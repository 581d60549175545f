use crate::bookmarks::BookmarkStore;
use crate::debounce::Debouncer;
use crate::github::{GitHubClient, Repository, SearchResponse};
use crate::logging;
use crate::tui::search::SearchState;
use crate::tui::table::TableState;
use crate::tui::ui;
use crate::view::{self, FilterMode};
use crossterm::event::{self, Event, KeyCode, KeyEvent, KeyModifiers};
use ratatui::prelude::*;
use std::sync::mpsc::{channel, Receiver, Sender};
use std::thread;
use std::time::{Duration, Instant};

/// Messages from background search threads.
///
/// Every message carries the query that spawned the request; a message whose
/// query no longer matches the current settled query is dropped, so a slow
/// earlier response can never overwrite a faster later one.
pub enum BgMessage {
    SearchComplete {
        query: String,
        response: SearchResponse,
    },
    SearchFailed {
        query: String,
        message: String,
    },
}

pub struct App {
    // Injected collaborators
    client: GitHubClient,
    pub bookmarks: BookmarkStore,

    // Query state
    pub search: SearchState,
    debouncer: Debouncer,
    pub settled_query: String,
    pub results: SearchResponse,
    pub is_loading: bool,
    pub error: Option<String>,
    pub filter_mode: FilterMode,

    // Sub-states
    pub table: TableState,

    // Channel for background search results
    bg_sender: Sender<BgMessage>,
    bg_receiver: Receiver<BgMessage>,

    // Quit flag
    pub should_quit: bool,
}

impl App {
    pub fn new(client: GitHubClient, bookmarks: BookmarkStore) -> Self {
        let (bg_sender, bg_receiver) = channel();

        Self {
            client,
            bookmarks,
            search: SearchState::default(),
            debouncer: Debouncer::default(),
            settled_query: String::new(),
            results: SearchResponse::empty(),
            is_loading: false,
            error: None,
            filter_mode: FilterMode::All,
            table: TableState::default(),
            bg_sender,
            bg_receiver,
            should_quit: false,
        }
    }

    pub fn run(&mut self, terminal: &mut Terminal<impl Backend>) -> crate::Result<()> {
        let tick_rate = Duration::from_millis(50);
        let mut last_tick = Instant::now();

        loop {
            terminal.draw(|frame| ui::draw(frame, self))?;

            let timeout = tick_rate.saturating_sub(last_tick.elapsed());
            if event::poll(timeout).unwrap_or(false) {
                if let Ok(Event::Key(key)) = event::read() {
                    self.handle_key(key);
                }
            }

            if last_tick.elapsed() >= tick_rate {
                self.process_messages();
                if let Some(settled) = self.debouncer.settle() {
                    self.apply_settled_query(settled);
                }
                last_tick = Instant::now();
            }

            if self.should_quit {
                return Ok(());
            }
        }
    }

    /// The query value the debouncer emitted. Empty queries clear the
    /// result set without a network call; anything else dispatches a
    /// request tagged with this exact value.
    pub fn apply_settled_query(&mut self, query: String) {
        if query == self.settled_query {
            return;
        }
        self.settled_query = query;

        if self.settled_query.trim().is_empty() {
            self.results = SearchResponse::empty();
            self.error = None;
            self.is_loading = false;
            self.table.reset(self.row_count());
            return;
        }

        self.error = None;
        self.is_loading = true;
        self.dispatch_search(self.settled_query.clone());
    }

    fn dispatch_search(&self, query: String) {
        let client = self.client.clone();
        let tx = self.bg_sender.clone();

        thread::spawn(move || {
            let msg = match client.search_repositories(&query) {
                Ok(response) => BgMessage::SearchComplete { query, response },
                Err(e) => {
                    logging::warn("SEARCH", &format!("Request for '{}' failed: {}", query, e));
                    BgMessage::SearchFailed {
                        query,
                        message: e.user_message(),
                    }
                }
            };
            // Receiver may be gone if the app is shutting down
            let _ = tx.send(msg);
        });
    }

    fn process_messages(&mut self) {
        while let Ok(msg) = self.bg_receiver.try_recv() {
            self.apply_message(msg);
        }
    }

    /// Apply one background message, unless it is stale
    pub fn apply_message(&mut self, msg: BgMessage) {
        match msg {
            BgMessage::SearchComplete { query, response } => {
                if query != self.settled_query {
                    logging::debug("SEARCH", &format!("Dropping stale result for '{}'", query));
                    return;
                }
                self.results = response;
                self.is_loading = false;
                self.table.reset(self.row_count());
                logging::info(
                    "SEARCH",
                    &format!(
                        "'{}': {} of {} results",
                        query,
                        self.results.items.len(),
                        self.results.total_count
                    ),
                );
            }
            BgMessage::SearchFailed { query, message } => {
                if query != self.settled_query {
                    logging::debug("SEARCH", &format!("Dropping stale failure for '{}'", query));
                    return;
                }
                self.results = SearchResponse::empty();
                self.error = Some(message);
                self.is_loading = false;
                self.table.reset(0);
            }
        }
    }

    /// Number of rows the current view shows
    pub fn row_count(&self) -> usize {
        match self.filter_mode {
            FilterMode::Bookmarked => self.bookmarks.count(),
            FilterMode::All => self.results.items.len(),
        }
    }

    fn selected_repository(&self) -> Option<Repository> {
        let view = view::compose(
            self.filter_mode,
            &self.results,
            self.bookmarks.list(),
            &self.settled_query,
            self.is_loading,
            self.error.as_deref(),
        );
        view.rows.get(self.table.selected?).cloned()
    }

    fn toggle_selected_bookmark(&mut self) {
        if let Some(repo) = self.selected_repository() {
            self.bookmarks.toggle(repo);
            // In the bookmarked view, removing an entry shrinks the list
            self.table.clamp(self.row_count());
        }
    }

    fn toggle_filter_mode(&mut self) {
        self.filter_mode = self.filter_mode.toggled();
        self.table.reset(self.row_count());
    }

    fn open_selected(&mut self) {
        if let Some(repo) = self.selected_repository() {
            if let Err(e) = open::that(&repo.html_url) {
                logging::warn("OPEN", &format!("Failed to open {}: {}", repo.html_url, e));
            }
        }
    }

    // --- Key handling ---

    pub fn handle_key(&mut self, key: KeyEvent) {
        // Global keys
        match key.code {
            KeyCode::Char('c') if key.modifiers.contains(KeyModifiers::CONTROL) => {
                self.should_quit = true;
                return;
            }
            KeyCode::Char('q') if key.modifiers.contains(KeyModifiers::CONTROL) => {
                self.should_quit = true;
                return;
            }
            KeyCode::Esc => {
                if self.search.focused && !self.search.query.is_empty() {
                    self.search.clear();
                    self.debouncer.touch(&self.search.query);
                } else if self.search.focused {
                    self.search.focused = false;
                } else {
                    self.should_quit = true;
                }
                return;
            }
            _ => {}
        }

        if self.search.focused {
            self.handle_search_key(key);
        } else {
            self.handle_table_key(key);
        }
    }

    fn handle_search_key(&mut self, key: KeyEvent) {
        match key.code {
            KeyCode::Char(c) if !key.modifiers.contains(KeyModifiers::CONTROL) => {
                self.search.insert_char(c);
                self.debouncer.touch(&self.search.query);
            }
            KeyCode::Backspace => {
                if self.search.backspace() {
                    self.debouncer.touch(&self.search.query);
                }
            }
            KeyCode::Delete => {
                if self.search.delete() {
                    self.debouncer.touch(&self.search.query);
                }
            }
            KeyCode::Left => self.search.move_left(),
            KeyCode::Right => self.search.move_right(),
            KeyCode::Home => self.search.move_home(),
            KeyCode::End => self.search.move_end(),
            KeyCode::Tab | KeyCode::Down | KeyCode::Enter => {
                self.search.focused = false;
            }
            _ => {}
        }
    }

    fn handle_table_key(&mut self, key: KeyEvent) {
        let total = self.row_count();
        match key.code {
            KeyCode::Up | KeyCode::Char('k') => self.table.select_prev(),
            KeyCode::Down | KeyCode::Char('j') => self.table.select_next(total),
            KeyCode::PageUp => self.table.page_up(),
            KeyCode::PageDown => self.table.page_down(total),
            KeyCode::Home => self.table.select_first(),
            KeyCode::End => self.table.select_last(total),

            KeyCode::Char('b') | KeyCode::Char(' ') => self.toggle_selected_bookmark(),
            KeyCode::Char('f') => self.toggle_filter_mode(),
            KeyCode::Char('o') | KeyCode::Enter => self.open_selected(),

            KeyCode::Tab | KeyCode::Char('/') => {
                self.search.focused = true;
            }

            // Any other printable char focuses search and types it
            KeyCode::Char(c) if !key.modifiers.contains(KeyModifiers::CONTROL) => {
                self.search.focused = true;
                self.search.insert_char(c);
                self.debouncer.touch(&self.search.query);
            }

            _ => {}
        }
    }
}

#[cfg(test)]
mod tests {
    use super::*;
    use crate::github::RepoOwner;
    use crate::storage::JsonStore;
    use tempfile::TempDir;

    fn repo(id: u64) -> Repository {
        Repository {
            id,
            name: format!("repo{}", id),
            full_name: format!("owner/repo{}", id),
            description: None,
            html_url: format!("https://github.com/owner/repo{}", id),
            stargazers_count: 1,
            language: None,
            owner: RepoOwner {
                login: "owner".to_string(),
                avatar_url: String::new(),
            },
        }
    }

    fn response(items: Vec<Repository>) -> SearchResponse {
        SearchResponse {
            total_count: items.len() as u64,
            incomplete_results: false,
            items,
        }
    }

    fn test_app(tmp: &TempDir) -> App {
        // Port 9 (discard) refuses connections; tests that dispatch for
        // real assert on the failure path.
        let client = GitHubClient::with_base_url("http://127.0.0.1:9").unwrap();
        let bookmarks = BookmarkStore::load(JsonStore::open(tmp.path()).unwrap());
        App::new(client, bookmarks)
    }

    #[test]
    fn stale_completion_is_dropped() {
        let tmp = TempDir::new().unwrap();
        let mut app = test_app(&tmp);
        app.settled_query = "bar".to_string();

        // Response for the superseded query "foo" arrives late
        app.apply_message(BgMessage::SearchComplete {
            query: "foo".to_string(),
            response: response(vec![repo(1)]),
        });
        assert!(app.results.items.is_empty());

        // The live query's response is applied
        app.apply_message(BgMessage::SearchComplete {
            query: "bar".to_string(),
            response: response(vec![repo(2)]),
        });
        assert_eq!(app.results.items.len(), 1);
        assert_eq!(app.results.items[0].id, 2);
    }

    #[test]
    fn stale_failure_is_dropped() {
        let tmp = TempDir::new().unwrap();
        let mut app = test_app(&tmp);
        app.settled_query = "bar".to_string();

        app.apply_message(BgMessage::SearchFailed {
            query: "foo".to_string(),
            message: "Failed to fetch repositories".to_string(),
        });
        assert_eq!(app.error, None);
    }

    #[test]
    fn empty_settled_query_clears_without_dispatch() {
        let tmp = TempDir::new().unwrap();
        let mut app = test_app(&tmp);
        app.settled_query = "react".to_string();
        app.results = response(vec![repo(1)]);
        app.error = Some("old error".to_string());

        app.apply_settled_query("   ".to_string());

        assert!(app.results.items.is_empty());
        assert_eq!(app.error, None);
        assert!(!app.is_loading);
        assert_eq!(app.table.selected, None);
    }

    #[test]
    fn dispatch_enters_loading_and_clears_error() {
        let tmp = TempDir::new().unwrap();
        let mut app = test_app(&tmp);
        app.error = Some("stale error".to_string());

        app.apply_settled_query("react".to_string());

        assert!(app.is_loading);
        assert_eq!(app.error, None);

        // The unreachable endpoint resolves as a tagged failure
        let msg = app
            .bg_receiver
            .recv_timeout(Duration::from_secs(10))
            .expect("background search should resolve");
        app.apply_message(msg);

        assert!(!app.is_loading);
        assert_eq!(app.error.as_deref(), Some("Failed to fetch repositories"));
        assert!(app.results.items.is_empty());
    }

    #[test]
    fn resettling_the_same_query_does_not_redispatch() {
        let tmp = TempDir::new().unwrap();
        let mut app = test_app(&tmp);
        app.settled_query = "react".to_string();
        app.results = response(vec![repo(1)]);

        app.apply_settled_query("react".to_string());

        // No new loading cycle, results untouched
        assert!(!app.is_loading);
        assert_eq!(app.results.items.len(), 1);
    }

    #[test]
    fn success_replaces_results_and_resets_selection() {
        let tmp = TempDir::new().unwrap();
        let mut app = test_app(&tmp);
        app.settled_query = "react".to_string();
        app.is_loading = true;

        app.apply_message(BgMessage::SearchComplete {
            query: "react".to_string(),
            response: response(vec![repo(1), repo(2)]),
        });

        assert!(!app.is_loading);
        assert_eq!(app.results.items.len(), 2);
        assert_eq!(app.table.selected, Some(0));
    }

    #[test]
    fn bookmark_toggle_from_selected_row() {
        let tmp = TempDir::new().unwrap();
        let mut app = test_app(&tmp);
        app.settled_query = "react".to_string();
        app.apply_message(BgMessage::SearchComplete {
            query: "react".to_string(),
            response: response(vec![repo(1), repo(2)]),
        });

        app.toggle_selected_bookmark();
        assert!(app.bookmarks.is_bookmarked(1));

        app.toggle_selected_bookmark();
        assert!(!app.bookmarks.is_bookmarked(1));
    }

    #[test]
    fn removing_last_bookmark_in_bookmarked_view_clears_selection() {
        let tmp = TempDir::new().unwrap();
        let mut app = test_app(&tmp);
        app.bookmarks.toggle(repo(5));
        app.filter_mode = FilterMode::Bookmarked;
        app.table.reset(app.row_count());

        app.toggle_selected_bookmark();

        assert_eq!(app.bookmarks.count(), 0);
        assert_eq!(app.table.selected, None);
    }
}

TASK PROMPT:
If a line falls between the first line of the data above and the line holding "use crate::tui::ui;", inclusive, retype it exactly; retype no other line.

ANSWER BOX:
repository 581d60549175545f
use crate::bookmarks::BookmarkStore;
use crate::debounce::Debouncer;
use crate::github::{GitHubClient, Repository, SearchResponse};
use crate::logging;
use crate::tui::search::SearchState;
use crate::tui::table::TableState;
use crate::tui::ui;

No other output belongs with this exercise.